Centripetal acceleration

**Proportional or inversely proportional to radius**

It is undeniable that the material of circular motion in the first grades of high school is more difficult for students compared to rectilinear motion and there is some relief for students after they "get out" of this material. I tried to answer why this is so. The micro-methodology of teaching physics that deals with details in teaching reveals several conceptual difficulties that make this material "difficult"? In general, circular motion is not intuitive, so ways of interpretation are suggested that facilitate the acquisition of this material. It is also a fact that in this part of the material there is a conceptually new mathematical apparatus that should be gradually introduced.

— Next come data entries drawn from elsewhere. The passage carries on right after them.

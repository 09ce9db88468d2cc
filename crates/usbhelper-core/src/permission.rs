//! One-shot permission plumbing.
//!
//! A permission request registers a pair of callbacks in a shared slot and
//! hands the host a `PermissionResponder`. Whichever thread the host answers
//! on, the callbacks are taken out of the slot under its mutex, so each
//! registration fires at most one of them. Releasing the listener, or
//! registering a new one, makes any earlier responder stale.

use std::fmt;
use std::marker::PhantomData;
use std::sync::{Arc, Mutex, MutexGuard};

use tracing::{debug, warn};

type Callback = Box<dyn FnOnce() + Send + 'static>;

/// Answer delivered by the host for a permission prompt.
#[derive(Debug, Clone)]
pub struct PermissionResult<D> {
    /// Device the answer refers to, if the host supplied one.
    pub device: Option<D>,
    pub granted: bool,
}

/// Outcome seen by the caller.
#[derive(Debug, Clone, Copy, PartialEq, Eq)]
pub enum PermissionOutcome {
    Granted,
    Denied,
}

impl fmt::Display for PermissionOutcome {
    fn fmt(&self, f: &mut fmt::Formatter<'_>) -> fmt::Result {
        match self {
            PermissionOutcome::Granted => write!(f, "granted"),
            PermissionOutcome::Denied => write!(f, "denied"),
        }
    }
}

struct PendingPermission {
    on_granted: Callback,
    on_denied: Callback,
}

#[derive(Default)]
struct SlotState {
    generation: u64,
    pending: Option<PendingPermission>,
}

fn lock(state: &Mutex<SlotState>) -> MutexGuard<'_, SlotState> {
    // Callbacks never run under the lock, so a poisoned slot still holds
    // consistent state.
    state.lock().unwrap_or_else(|e| e.into_inner())
}

/// Holder for the single outstanding permission listener of a session.
#[derive(Clone, Default)]
pub struct PermissionSlot {
    state: Arc<Mutex<SlotState>>,
}

impl PermissionSlot {
    pub fn new() -> Self {
        Self::default()
    }

    /// Register callbacks and return the responder the host must fulfill.
    ///
    /// A listener that is still pending is superseded and will never fire.
    pub fn register<D, G, N>(&self, on_granted: G, on_denied: N) -> PermissionResponder<D>
    where
        G: FnOnce() + Send + 'static,
        N: FnOnce() + Send + 'static,
    {
        let mut state = lock(&self.state);
        if state.pending.is_some() {
            warn!("Superseding pending permission listener");
        }
        state.generation += 1;
        state.pending = Some(PendingPermission {
            on_granted: Box::new(on_granted),
            on_denied: Box::new(on_denied),
        });
        PermissionResponder {
            state: Arc::clone(&self.state),
            generation: state.generation,
            _device: PhantomData,
        }
    }

    /// Drop the pending listener, if any. Returns whether one was pending.
    pub fn release(&self) -> bool {
        let mut state = lock(&self.state);
        state.generation += 1;
        state.pending.take().is_some()
    }

    pub fn is_pending(&self) -> bool {
        lock(&self.state).pending.is_some()
    }
}

/// One-shot handle the host uses to answer a permission request.
pub struct PermissionResponder<D> {
    state: Arc<Mutex<SlotState>>,
    generation: u64,
    _device: PhantomData<fn() -> D>,
}

impl<D: fmt::Debug> PermissionResponder<D> {
    /// Deliver the host's answer. Returns `true` if a callback ran.
    ///
    /// Granted with a device runs `on_granted`; anything else runs
    /// `on_denied`. Stale or already-answered responders do nothing.
    pub fn deliver(self, result: PermissionResult<D>) -> bool {
        let pending = {
            let mut state = lock(&self.state);
            if state.generation != self.generation {
                debug!(
                    generation = self.generation,
                    "Ignoring permission result for released listener"
                );
                return false;
            }
            state.pending.take()
        };

        let Some(pending) = pending else {
            debug!("Permission result already handled");
            return false;
        };

        match (result.granted, &result.device) {
            (true, Some(device)) => {
                debug!(device = ?device, "Permission granted");
                (pending.on_granted)();
            }
            _ => {
                debug!(
                    granted = result.granted,
                    has_device = result.device.is_some(),
                    "Permission denied for device"
                );
                (pending.on_denied)();
            }
        }
        true
    }

    pub fn grant(self, device: D) -> bool {
        self.deliver(PermissionResult {
            device: Some(device),
            granted: true,
        })
    }

    pub fn deny(self, device: Option<D>) -> bool {
        self.deliver(PermissionResult {
            device,
            granted: false,
        })
    }
}

impl<D> fmt::Debug for PermissionResponder<D> {
    fn fmt(&self, f: &mut fmt::Formatter<'_>) -> fmt::Result {
        f.debug_struct("PermissionResponder")
            .field("generation", &self.generation)
            .finish()
    }
}

#[cfg(test)]
mod tests {
    use super::*;
    use std::sync::atomic::{AtomicUsize, Ordering};
    use std::thread;

    fn counters() -> (Arc<AtomicUsize>, Arc<AtomicUsize>) {
        (Arc::new(AtomicUsize::new(0)), Arc::new(AtomicUsize::new(0)))
    }

    fn register(
        slot: &PermissionSlot,
        granted: &Arc<AtomicUsize>,
        denied: &Arc<AtomicUsize>,
    ) -> PermissionResponder<&'static str> {
        let g = Arc::clone(granted);
        let d = Arc::clone(denied);
        slot.register(
            move || {
                g.fetch_add(1, Ordering::SeqCst);
            },
            move || {
                d.fetch_add(1, Ordering::SeqCst);
            },
        )
    }

    #[test]
    fn test_grant_with_device() {
        let slot = PermissionSlot::new();
        let (granted, denied) = counters();
        let responder = register(&slot, &granted, &denied);

        assert!(slot.is_pending());
        assert!(responder.grant("dev"));
        assert_eq!(granted.load(Ordering::SeqCst), 1);
        assert_eq!(denied.load(Ordering::SeqCst), 0);
        assert!(!slot.is_pending());
    }

    #[test]
    fn test_granted_without_device_is_denied() {
        let slot = PermissionSlot::new();
        let (granted, denied) = counters();
        let responder = register(&slot, &granted, &denied);

        responder.deliver(PermissionResult {
            device: None,
            granted: true,
        });
        assert_eq!(granted.load(Ordering::SeqCst), 0);
        assert_eq!(denied.load(Ordering::SeqCst), 1);
    }

    #[test]
    fn test_release_is_idempotent_and_silences_responder() {
        let slot = PermissionSlot::new();
        let (granted, denied) = counters();
        let responder = register(&slot, &granted, &denied);

        assert!(slot.release());
        assert!(!slot.release());
        assert!(!responder.grant("dev"));
        assert_eq!(granted.load(Ordering::SeqCst), 0);
        assert_eq!(denied.load(Ordering::SeqCst), 0);
    }

    #[test]
    fn test_superseded_responder_is_stale() {
        let slot = PermissionSlot::new();
        let (granted, denied) = counters();
        let first = register(&slot, &granted, &denied);
        let second = register(&slot, &granted, &denied);

        assert!(!first.deny(None));
        assert!(second.deny(None));
        assert_eq!(denied.load(Ordering::SeqCst), 1);
    }

    #[test]
    fn test_callback_may_release_slot() {
        let slot = PermissionSlot::new();
        let inner = slot.clone();
        let responder: PermissionResponder<u8> = slot.register(
            move || {
                inner.release();
            },
            || {},
        );
        assert!(responder.grant(1));
    }

    #[test]
    fn test_delivery_from_other_thread() {
        let slot = PermissionSlot::new();
        let (granted, denied) = counters();
        let responder = register(&slot, &granted, &denied);

        thread::spawn(move || responder.deny(Some("dev")))
            .join()
            .unwrap();
        assert_eq!(denied.load(Ordering::SeqCst), 1);
    }
}
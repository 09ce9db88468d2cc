//! Host USB backends.

pub mod mock;
pub mod nusb;
pub mod traits;

pub use mock::{MockConnection, MockDevice, MockHost};
pub use nusb::{NusbConnection, NusbDevice, NusbHost};
pub use traits::{
    CompletedRequest, HostError, RequestId, TransferError, UsbConnection, UsbDevice, UsbHost,
};
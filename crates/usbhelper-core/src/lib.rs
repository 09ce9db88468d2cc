//! usbhelper-core: find, authorize, open and talk to one USB device.
//!
//! The crate wraps a host USB stack behind a small session object. It does
//! not schedule or retry transfers; the host stack does all real work.
//!
//! # Architecture
//!
//! - **Host**: USB host abstraction (`UsbHost` trait; nusb, mock)
//! - **Permission**: one-shot permission listener shared with the host
//! - **Session**: discovery, open/claim, bulk write/read, close
//! - **Events**: Observer pattern for UI decoupling
//! - **Config**: target IDs and timeouts, loadable from TOML
//!
//! # Example
//!
//! ```no_run
//! use usbhelper_core::{HelperConfig, NusbHost, UsbSession};
//!
//! let config = HelperConfig {
//!     vendor_id: 0x1209,
//!     product_id: 0x0001,
//!     ..Default::default()
//! };
//!
//! let mut session = UsbSession::new(NusbHost::new(), config);
//! let device = session.require_device().expect("device not attached");
//! session.open(Some(&device)).expect("open failed");
//! session.write(b"ping", 4, session.config().write_timeout()).expect("write failed");
//! let reply = session.read(session.config().read_timeout()).expect("read failed");
//! println!("{:02X?}", reply);
//! session.close();
//! ```

pub mod config;
pub mod descriptor;
pub mod error;
pub mod events;
pub mod host;
pub mod permission;
pub mod session;

// Re-exports for convenience
pub use config::{HelperConfig, INTERFACE_INDEX, NOT_CONNECTED, TRANSFER_FAILED};
pub use descriptor::{
    DeviceId, Direction, EndpointDescriptor, EndpointPair, InterfaceDescriptor, TransferKind,
};
pub use error::{HelperError, status_code};
pub use events::{NullObserver, PacketDirection, TracingObserver, UsbEvent, UsbObserver};
pub use host::{
    HostError, MockHost, NusbHost, TransferError, UsbConnection, UsbDevice, UsbHost,
};
pub use permission::{PermissionOutcome, PermissionResponder, PermissionResult};
pub use session::{CloseOutcome, UsbSession};
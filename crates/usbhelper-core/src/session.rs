//! USB session - owns the host handle, the matched device and its connection.

use std::sync::Arc;
use std::sync::mpsc;
use std::time::Duration;

use tracing::{debug, error, info, instrument, warn};

use crate::config::{HelperConfig, INTERFACE_INDEX};
use crate::descriptor::{Direction, EndpointPair, InterfaceDescriptor};
use crate::error::HelperError;
use crate::events::{PacketDirection, TracingObserver, UsbEvent, UsbObserver};
use crate::host::{HostError, UsbConnection, UsbDevice, UsbHost};
use crate::permission::{PermissionOutcome, PermissionSlot};

/// Number of payload bytes copied into packet events.
const PACKET_PREVIEW_LEN: usize = 32;

/// Result of `UsbSession::close`. Closing never fails; teardown errors are
/// reported here instead.
#[derive(Debug)]
pub enum CloseOutcome {
    /// Nothing was open.
    NotOpen,
    Closed,
    /// State was cleared, but releasing or closing reported errors.
    ClosedWithWarnings(Vec<HostError>),
}

impl CloseOutcome {
    pub fn is_clean(&self) -> bool {
        !matches!(self, CloseOutcome::ClosedWithWarnings(_))
    }
}

struct OpenConnection<C> {
    connection: C,
    interface: InterfaceDescriptor,
    endpoints: EndpointPair,
}

/// Session over one USB device.
///
/// Holds at most one open connection. Connection operations take `&mut self`;
/// only the permission listener is shared with the host's callback thread.
pub struct UsbSession<H: UsbHost, O: UsbObserver = TracingObserver> {
    host: H,
    config: HelperConfig,
    observer: Arc<O>,
    permission: PermissionSlot,
    device: Option<H::Device>,
    connection: Option<OpenConnection<H::Connection>>,
}

impl<H: UsbHost> UsbSession<H, TracingObserver> {
    /// Create a new session with default tracing observer.
    pub fn new(host: H, config: HelperConfig) -> Self {
        Self::with_observer(host, config, Arc::new(TracingObserver))
    }
}

impl<H: UsbHost, O: UsbObserver> UsbSession<H, O> {
    /// Create a new session with a custom observer.
    pub fn with_observer(host: H, config: HelperConfig, observer: Arc<O>) -> Self {
        Self {
            host,
            config,
            observer,
            permission: PermissionSlot::new(),
            device: None,
            connection: None,
        }
    }

    pub fn config(&self) -> &HelperConfig {
        &self.config
    }

    /// Every attached device, in host enumeration order.
    pub fn list_devices(&self) -> Result<Vec<H::Device>, HelperError> {
        Ok(self.host.device_list()?)
    }

    fn find_matching(&self) -> Result<Option<H::Device>, HelperError> {
        let id = self.config.device_id();
        let devices = self.host.device_list()?;
        debug!(count = devices.len(), "Enumerated USB devices");

        for device in devices {
            debug!(
                name = %device.name(),
                vid = %format!("{:04X}", device.vendor_id()),
                pid = %format!("{:04X}", device.product_id()),
                "Checking device"
            );
            if id.matches(device.vendor_id(), device.product_id()) {
                return Ok(Some(device));
            }
        }
        Ok(None)
    }

    /// Find the first attached device with the configured VID/PID and
    /// remember it as the current device.
    pub fn find_device(&mut self) -> Result<Option<H::Device>, HelperError> {
        let id = self.config.device_id();
        match self.find_matching()? {
            Some(device) => {
                self.observer.on_event(&UsbEvent::DeviceFound {
                    id,
                    name: device.name(),
                });
                self.device = Some(device.clone());
                Ok(Some(device))
            }
            None => {
                self.observer.on_event(&UsbEvent::DeviceNotFound { id });
                Ok(None)
            }
        }
    }

    /// Like `find_device`, but a missing device is an error.
    pub fn require_device(&mut self) -> Result<H::Device, HelperError> {
        let id = self.config.device_id();
        self.find_device()?.ok_or(HelperError::NotFound {
            vid: id.vendor_id,
            pid: id.product_id,
        })
    }

    /// Whether a device with the configured VID/PID is attached.
    pub fn has_device(&self) -> bool {
        match self.find_matching() {
            Ok(found) => {
                if found.is_none() {
                    debug!(id = %self.config.device_id(), "Selected USB device not present");
                }
                found.is_some()
            }
            Err(e) => {
                warn!(error = %e, "Device enumeration failed");
                false
            }
        }
    }

    /// Device remembered by the last successful `find_device` or `open`.
    pub fn current_device(&self) -> Option<&H::Device> {
        self.device.as_ref()
    }

    pub fn check_permission(&self, device: &H::Device) -> bool {
        self.host.has_permission(device)
    }

    /// Acquire permission for `device`.
    ///
    /// If permission is already held `on_granted` runs before this returns.
    /// Otherwise a listener is registered and the host prompts; exactly one
    /// of the callbacks runs later, possibly on another thread, unless the
    /// listener is released first.
    pub fn request_permission<G, N>(&self, device: &H::Device, on_granted: G, on_denied: N)
    where
        O: 'static,
        G: FnOnce() + Send + 'static,
        N: FnOnce() + Send + 'static,
    {
        if self.host.has_permission(device) {
            self.observer.on_event(&UsbEvent::PermissionHeld {
                name: device.name(),
            });
            on_granted();
            return;
        }

        let granted_observer = Arc::clone(&self.observer);
        let denied_observer = Arc::clone(&self.observer);
        let responder = self.permission.register(
            move || {
                granted_observer.on_event(&UsbEvent::PermissionResolved {
                    outcome: PermissionOutcome::Granted,
                });
                on_granted();
            },
            move || {
                denied_observer.on_event(&UsbEvent::PermissionResolved {
                    outcome: PermissionOutcome::Denied,
                });
                on_denied();
            },
        );

        self.observer.on_event(&UsbEvent::PermissionRequested {
            name: device.name(),
        });
        self.host.request_permission(device, responder);
    }

    /// Request permission and block until the host answers or `timeout`
    /// elapses. On timeout the listener is released.
    pub fn request_permission_blocking(
        &self,
        device: &H::Device,
        timeout: Duration,
    ) -> Result<PermissionOutcome, HelperError>
    where
        O: 'static,
    {
        let (tx, rx) = mpsc::channel();
        let tx_denied = tx.clone();
        self.request_permission(
            device,
            move || {
                let _ = tx.send(PermissionOutcome::Granted);
            },
            move || {
                let _ = tx_denied.send(PermissionOutcome::Denied);
            },
        );

        match rx.recv_timeout(timeout) {
            Ok(outcome) => Ok(outcome),
            Err(_) => {
                self.release_permission_listener();
                Err(HelperError::PermissionTimeout {
                    timeout_ms: u64::try_from(timeout.as_millis()).unwrap_or(u64::MAX),
                })
            }
        }
    }

    /// Make sure the process may use `device`, prompting if needed.
    pub fn ensure_permission(
        &self,
        device: &H::Device,
        timeout: Duration,
    ) -> Result<(), HelperError>
    where
        O: 'static,
    {
        if self.check_permission(device) {
            return Ok(());
        }
        match self.request_permission_blocking(device, timeout)? {
            PermissionOutcome::Granted => Ok(()),
            PermissionOutcome::Denied => Err(HelperError::PermissionDenied),
        }
    }

    /// Unregister the pending permission listener. Safe to call when none
    /// is registered. Returns whether one was pending.
    pub fn release_permission_listener(&self) -> bool {
        let released = self.permission.release();
        if released {
            debug!("Permission listener released");
        }
        released
    }

    pub fn permission_pending(&self) -> bool {
        self.permission.is_pending()
    }

    /// Open `device`, claim interface 0 and resolve its endpoints.
    ///
    /// An already open connection is closed first. `None` fails with
    /// `NoDevice` and leaves any connection that is already open untouched.
    pub fn open(&mut self, device: Option<&H::Device>) -> Result<(), HelperError> {
        let Some(device) = device else {
            debug!("open: no device given");
            return Err(HelperError::NoDevice);
        };

        if self.connection.is_some() {
            info!("Closing previous connection before reopening");
            self.close();
        }

        let mut connection = self.host.open_device(device).map_err(|e| {
            error!(device = %device.name(), error = %e, "Open failed");
            self.observer.on_event(&UsbEvent::Error {
                message: e.to_string(),
            });
            HelperError::OpenFailed(e)
        })?;

        let Some(interface) = connection.interface(INTERFACE_INDEX) else {
            warn!(interface = INTERFACE_INDEX, "USB interface not found");
            close_after_failed_open(&mut connection);
            return Err(HelperError::InterfaceNotFound(INTERFACE_INDEX));
        };

        if let Err(e) = connection.claim_interface(&interface, true) {
            warn!(interface = interface.number, error = %e, "USB interface claim refused");
            close_after_failed_open(&mut connection);
            return Err(HelperError::ClaimFailed(e));
        }

        let endpoints = EndpointPair::classify(&interface.endpoints);
        for ep in &interface.endpoints {
            debug!(endpoint = %ep, "Found endpoint");
        }

        self.observer.on_event(&UsbEvent::Opened {
            interface: interface.number,
            input: endpoints.input,
            output: endpoints.output,
        });

        self.device = Some(device.clone());
        self.connection = Some(OpenConnection {
            connection,
            interface,
            endpoints,
        });
        Ok(())
    }

    pub fn is_open(&self) -> bool {
        self.connection.is_some()
    }

    /// Endpoints of the open connection; empty when closed.
    pub fn endpoints(&self) -> EndpointPair {
        self.connection
            .as_ref()
            .map(|open| open.endpoints)
            .unwrap_or_default()
    }

    pub fn claimed_interface(&self) -> Option<&InterfaceDescriptor> {
        self.connection.as_ref().map(|open| &open.interface)
    }

    /// Send `data[..length]` in one blocking bulk transfer on the OUT
    /// endpoint. Returns bytes written. No retry.
    #[instrument(skip(self, data), fields(available = data.len()))]
    pub fn write(
        &mut self,
        data: &[u8],
        length: usize,
        timeout: Duration,
    ) -> Result<usize, HelperError> {
        let Some(open) = self.connection.as_mut() else {
            debug!("Write without open connection");
            return Err(HelperError::NotConnected);
        };
        if length > data.len() {
            return Err(HelperError::InvalidLength {
                length,
                available: data.len(),
            });
        }
        let endpoint = open
            .endpoints
            .output
            .ok_or(HelperError::EndpointMissing(Direction::Out))?;

        let payload = &data[..length];
        match open.connection.bulk_transfer(&endpoint, payload, timeout) {
            Ok(written) => {
                debug!(code_out = written, "Bulk transfer complete");
                self.observer.on_event(&UsbEvent::Packet {
                    direction: PacketDirection::Tx,
                    length: written,
                    data: Some(payload.iter().take(PACKET_PREVIEW_LEN).copied().collect()),
                });
                Ok(written)
            }
            Err(e) => {
                warn!(error = %e, "Bulk transfer failed");
                Err(e.into())
            }
        }
    }

    /// Receive one packet from the IN endpoint.
    ///
    /// Queues a single request sized to the endpoint's max packet size and
    /// waits up to `timeout` for it. `Ok(None)` when there is no IN endpoint,
    /// the wait times out, or a different request completes.
    #[instrument(skip(self))]
    pub fn read(&mut self, timeout: Duration) -> Result<Option<Vec<u8>>, HelperError> {
        let Some(open) = self.connection.as_mut() else {
            return Ok(None);
        };
        let Some(endpoint) = open.endpoints.input else {
            return Ok(None);
        };
        if endpoint.max_packet_size == 0 {
            warn!(endpoint = %endpoint, "IN endpoint reports zero max packet size");
            return Ok(None);
        }

        let id = open
            .connection
            .queue_request(&endpoint, endpoint.max_packet_size)?;

        let completed = match open.connection.request_wait(timeout) {
            Ok(Some(completed)) => completed,
            Ok(None) => {
                debug!(request = %id, "No data before timeout");
                open.connection.cancel_requests();
                return Ok(None);
            }
            Err(e) => {
                open.connection.cancel_requests();
                return Err(e.into());
            }
        };

        if completed.id != id {
            warn!(expected = %id, completed = %completed.id, "Unexpected request completed");
            return Ok(None);
        }
        completed.status?;

        debug!(bytes_read = completed.data.len(), data = ?completed.data, "Received data");
        self.observer.on_event(&UsbEvent::Packet {
            direction: PacketDirection::Rx,
            length: completed.data.len(),
            data: Some(
                completed
                    .data
                    .iter()
                    .take(PACKET_PREVIEW_LEN)
                    .copied()
                    .collect(),
            ),
        });
        Ok(Some(completed.data))
    }

    /// Release the interface, close the connection and forget both
    /// endpoints. Never fails.
    pub fn close(&mut self) -> CloseOutcome {
        let Some(mut open) = self.connection.take() else {
            return CloseOutcome::NotOpen;
        };

        let mut warnings = Vec::new();
        open.connection.cancel_requests();
        if let Err(e) = open.connection.release_interface(&open.interface) {
            warn!(error = %e, "Error releasing interface");
            warnings.push(e);
        }
        if let Err(e) = open.connection.close() {
            warn!(error = %e, "Error closing connection");
            warnings.push(e);
        }

        self.observer.on_event(&UsbEvent::Closed {
            warnings: warnings.len(),
        });

        if warnings.is_empty() {
            CloseOutcome::Closed
        } else {
            CloseOutcome::ClosedWithWarnings(warnings)
        }
    }
}

fn close_after_failed_open<C: UsbConnection>(connection: &mut C) {
    if let Err(e) = connection.close() {
        warn!(error = %e, "Error closing connection after failed open");
    }
}

impl<H: UsbHost, O: UsbObserver> Drop for UsbSession<H, O> {
    fn drop(&mut self) {
        self.release_permission_listener();
        self.close();
    }
}
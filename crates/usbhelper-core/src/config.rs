//! Session configuration and fixed constants.

use std::time::Duration;

use anyhow::Result;
use serde::{Deserialize, Serialize};

use crate::descriptor::DeviceId;

/// Vendor ID of the target device.
pub const DEFAULT_VENDOR_ID: u16 = 0x0000;
/// Product ID of the target device.
pub const DEFAULT_PRODUCT_ID: u16 = 0x0000;

/// Only interface 0 is ever claimed.
pub const INTERFACE_INDEX: u8 = 0;

/// Status code reported when a write is attempted without an open connection.
pub const NOT_CONNECTED: i32 = -2;
/// Status code reported for any failed transfer.
pub const TRANSFER_FAILED: i32 = -1;

pub const DEFAULT_WRITE_TIMEOUT_MS: u64 = 1000;
pub const DEFAULT_READ_TIMEOUT_MS: u64 = 1000;
pub const DEFAULT_PERMISSION_TIMEOUT_SECS: u64 = 30;

/// Configuration for a `UsbSession`.
#[derive(Debug, Clone, PartialEq, Eq, Serialize, Deserialize)]
#[serde(default)]
pub struct HelperConfig {
    /// Vendor ID to look for.
    pub vendor_id: u16,
    /// Product ID to look for.
    pub product_id: u16,
    /// Bulk OUT timeout in milliseconds.
    pub write_timeout_ms: u64,
    /// Bulk IN wait timeout in milliseconds.
    pub read_timeout_ms: u64,
    /// How long a blocking permission request waits for an answer.
    pub permission_timeout_secs: u64,
}

impl Default for HelperConfig {
    fn default() -> Self {
        Self {
            vendor_id: DEFAULT_VENDOR_ID,
            product_id: DEFAULT_PRODUCT_ID,
            write_timeout_ms: DEFAULT_WRITE_TIMEOUT_MS,
            read_timeout_ms: DEFAULT_READ_TIMEOUT_MS,
            permission_timeout_secs: DEFAULT_PERMISSION_TIMEOUT_SECS,
        }
    }
}

impl HelperConfig {
    /// Load configuration from a TOML file
    pub fn load_from_file<P: AsRef<std::path::Path>>(path: P) -> Result<Self> {
        let content = std::fs::read_to_string(path)?;
        let config: HelperConfig = toml::from_str(&content)?;
        Ok(config)
    }

    /// Save configuration to a TOML file
    pub fn save_to_file<P: AsRef<std::path::Path>>(&self, path: P) -> Result<()> {
        let content = toml::to_string_pretty(self)?;
        std::fs::write(path, content)?;
        Ok(())
    }

    pub fn device_id(&self) -> DeviceId {
        DeviceId::new(self.vendor_id, self.product_id)
    }

    pub fn write_timeout(&self) -> Duration {
        Duration::from_millis(self.write_timeout_ms)
    }

    pub fn read_timeout(&self) -> Duration {
        Duration::from_millis(self.read_timeout_ms)
    }

    pub fn permission_timeout(&self) -> Duration {
        Duration::from_secs(self.permission_timeout_secs)
    }
}

#[cfg(test)]
mod tests {
    use super::*;

    #[test]
    fn test_defaults_use_fixed_ids() {
        let config = HelperConfig::default();
        assert_eq!(config.device_id(), DeviceId::new(0x0000, 0x0000));
        assert_eq!(config.write_timeout(), Duration::from_millis(1000));
    }

    #[test]
    fn test_partial_toml_keeps_defaults() {
        let config: HelperConfig = toml::from_str("vendor_id = 11584\nproduct_id = 183\n").unwrap();
        assert_eq!(config.vendor_id, 0x2D40);
        assert_eq!(config.product_id, 0x00B7);
        assert_eq!(config.read_timeout_ms, DEFAULT_READ_TIMEOUT_MS);
    }

    #[test]
    fn test_save_and_load() {
        let path = std::env::temp_dir().join(format!("usbhelper-config-{}.toml", std::process::id()));
        let config = HelperConfig {
            vendor_id: 0x1209,
            product_id: 0x0001,
            write_timeout_ms: 250,
            ..Default::default()
        };
        config.save_to_file(&path).unwrap();
        let loaded = HelperConfig::load_from_file(&path).unwrap();
        std::fs::remove_file(&path).unwrap();
        assert_eq!(loaded, config);
    }
}
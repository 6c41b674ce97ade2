#![doc(test(attr(deny(warnings))))]

//! Spending Core synthesizes a plausible week of personal-spending
//! transactions from a declarative profile and aggregates them into a
//! day-of-week by hour-of-day heatmap.

pub mod errors;
pub mod generator;
pub mod heatmap;
pub mod profile;
pub mod schedule;
pub mod utils;

use std::sync::Once;

static INIT_TRACING: Once = Once::new();

/// Initializes global tracing and emits a startup info log.
pub fn init() {
    INIT_TRACING.call_once(|| {
        utils::init_tracing();
        tracing::info!("Spending Core tracing initialized.");
    });
}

In textbooks, as an illustration of centripetal acceleration (and force), photos of a carousel from a Luna park are usually included. On that device, the acceleration is greater if we are further from the center of rotation. And then the text provides a formula of inverse proportionality with the radius, which says that the acceleration is greater if we are closer to the center. The problem is that angular velocity is not yet introduced in the 1^{st} grade, but only in the 3^{rd} when describing vibrations. To get to the concept of angular velocity, one must gradually master the concept of a circle, the length (extent) of a circular path, explain the number π, introduce the concept of period, i.e. the time of one round of a circle, learn what peripheral or tangential velocity is, introduce a new measure of angle - radians, and only then learn what angular velocity is.

For an observer in a stationary system, centrifugal acceleration and centrifugal force do not exist. The truth is that centrifugal and centripetal forces are of the same amount and opposite directions and act on the same object but **in different systems**, so they are not subject to Newton's 1^{st} law and do not cancel each other out. If we were to claim that the centripetal and centrifugal forces cancel each other out, it would mean that the total force on the object is zero, so according to Newton's 1^{st} law, the object should be at rest or moving in a straight line, but it does not because it is rotating.

The ease of introducing concepts, which the teacher considers trivial, makes physics difficult to learn, and even hated by students.

Why physics is the subject with the most bad grades (next to mathematics). Why doesn't anyone want to study physics after their own experience with physics in primary and high school? Perhaps precisely because it is "not a problem" to pronounce textbook material.

However, a teacher's good intentions and subject-matter knowledge alone — along with his determination to do his job as well as possible — are insufficient for successful teaching. Because teaching is different from lecturing, successful teaching calls for more than that. Teaching is something else. It is, first and foremost, an interpretation of the material modified to suit particular intentions.
Teaching, therefore, cannot be satisfied with simply talking about the topic, "lecturing", but requires a kind of work strategy whose goal is to bring the student into a situation of discovering new knowledge about himself and the world. In class, definitions are not taught, but the discovery of new insights is organized. Lecture needs to be prepared, to determine what to do and how to proceed. To prepare for lesson processing, it's important to have a basic understanding of how to interpret the content and how to implement it in class.

Teacher professional development meetings have little or no impact on teaching. From my own experience (I've given workshops and lectures at over 80 meetings), I've noticed that few people use any of this in their teaching.
That's natural.

The teacher always teaches the best he knows, and he believes that this is beneficial. It will be difficult to adjust the "style" and approach. Any failure in teaching (negative grades, lack of interest, boredom, etc.) is typically attributed to factors other than the teacher himself (a large number of students in the class, low salary, no support from classmasters and principals, lack of equipment for experiments and laboratories, etc.).

No advisor who signs certificates of attendance at a professional meeting inquires as to how many of those topics listened to for hours were used in class. The meeting is finished; individuals presented their statistically processed findings in PowerPoint, and that is it. Only a few teachers who question their teaching seek better solutions.